与論町の那間自治公民館(与論町那間)で10月24日、戦時中に中国東北部(旧満州)へ渡った開拓団の一員だった山松森さんが家族や親戚から聞いた体験談を語った。那間集落の健康サロン活動の一環。「昔むぬがったい」は与論の方言で「昔話し」の意味。
第二次世界大戦末期、与論島では昭和19(1944)年から、旧満州国、金州省の盤山県に「輿論開拓団」として9集落145世帯、635人が移住している。

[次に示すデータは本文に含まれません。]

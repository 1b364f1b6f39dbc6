//! Error types for Janitor operations

use thiserror::Error;

/// Errors that can occur during Janitor operations
#[derive(Error, Debug)]
pub enum JanitorError {
    /// Configuration error
    #[error("Configuration error: {0}")]
    Config(String),

    /// Worker error (tokio runtime issues)
    #[error("Worker error: {0}")]
    Worker(String),
}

講話の始めに、与論の歴史を調べている原田誠一郎さんが「昨年、個人的な勉強会をしていて、山さんはその時のメンバー。山さんに満州の話を聞いたら『その時は2歳だったから何も覚えていない』と言うが、とても良い話が聞けた」ときっかけを話した。
山さんは、当時の時代背景や与論島での事情、満州での生活、1年足らずで敗戦し、ソ連(当時)の進攻や強制的に土地を接収していた現地の人々との衝突、自身も含め家族が経験した苦労について詳しく説明した。
仲良くしていた現地の人に助けられたことにも触れ、「今だから言えることだが、心と心の通じ合いがあれば人種や国も関係ない。情勢が悪くなる中、手を差し伸べて私どもの窮状を救ってくれた」とも語った。与論島へ帰還後、自身に残ったトラウマと、それを理解してくれた島の恩人のエピソードや、与論開拓団では現地に残留孤児を残さなかったことについても話した。
講話を終えて山さんは「私より年上の人たちは、まだ当時の記憶が残っている。そういった方々が健在なうちに、記憶を残すために話を集めたい」と話す。